METHODS: 553 women 18-65 years of age were recruited into a
pharmacological intervention trial for SUI. Patients had to report SUI as
a predominant symptom, with 4 or more incontinent episodes per week, and
deny enuresis or urge incontinence as a predominant symptom. Following a
2-week placebo lead-in, patients were randomized to receive either
duloxetine hydrochloride or placebo for 12 weeks in this double-blind
trial. Baseline and outcome measures included a short-term, fixed bladder
volume (400mL) stress pad test (SPT), incontinence episode frequency (IEF;
obtained from real-time diaries), and the previously validated 22-item
condition specific Incontinence Quality of Life (I-QOL1) questionnaire.

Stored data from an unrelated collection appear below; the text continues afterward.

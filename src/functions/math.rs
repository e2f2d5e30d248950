// Author: Dustin Pilgrim
// License: MIT

use super::Call;
use crate::ast::{Scalar, Scope};
use crate::utils::parse_float_literal;
use crate::NeclError;

#[derive(Debug, Clone, Copy, PartialEq, Eq)]
pub enum MathFunction {
    Power,
    Floor,
    Remainder,
}

impl MathFunction {
    pub fn from_name(name: &str) -> Option<Self> {
        match name {
            "power" => Some(MathFunction::Power),
            "floor" => Some(MathFunction::Floor),
            "remainder" => Some(MathFunction::Remainder),
            _ => None,
        }
    }
}

/// Evaluate `power(a, b)`, `floor(a, b)` or `remainder(a, b)` over integers.
pub fn call(expression: &str, scope: &Scope) -> Result<i64, NeclError> {
    let call = Call::parse(expression)?;
    let function = MathFunction::from_name(call.name).ok_or_else(|| call.unknown())?;

    let (a, b) = call.binary()?;
    let a = integer_arg(&call, a, scope)?;
    let b = integer_arg(&call, b, scope)?;

    match function {
        MathFunction::Power => Ok((a as f64).powf(b as f64) as i64),
        MathFunction::Floor => {
            non_zero(&call, b)?;
            Ok((a as f64 / b as f64).floor() as i64)
        }
        MathFunction::Remainder => {
            non_zero(&call, b)?;
            Ok(a.wrapping_rem(b))
        }
    }
}

fn non_zero(call: &Call, divisor: i64) -> Result<(), NeclError> {
    if divisor == 0 {
        return Err(NeclError::DivisionByZero {
            expression: call.expression.to_string(),
            line: 0,
            hint: None,
        });
    }
    Ok(())
}

fn integer_arg(call: &Call, arg: &str, scope: &Scope) -> Result<i64, NeclError> {
    if let Some(attribute) = scope.get(arg) {
        return match attribute.scalar_value() {
            Some(Scalar::Integer(n)) => Ok(*n),
            _ => Err(call.type_mismatch(arg, "integer")),
        };
    }

    if let Ok(n) = arg.parse::<i64>() {
        return Ok(n);
    }

    if parse_float_literal(arg).is_some() {
        return Err(NeclError::NonIntegerOperand {
            operand: arg.to_string(),
            expression: call.expression.to_string(),
            line: 0,
            hint: Some("Math functions only take integers".into()),
        });
    }

    Err(call.unknown_reference(arg))
}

Total scores on I-QOL range between 0 and 100 with 0 being the worst
possible and 100 being the best possible quality of life. Post-baseline
subjects also completed PGI-I, a single item questionnaire. The question
and responses were based on a psychometrically validated question used in
psychopharmacology research.2 The question read,"Check the one number
which best describes how your urinary tract condition is now, compared to
how it was before you began taking medication in this study".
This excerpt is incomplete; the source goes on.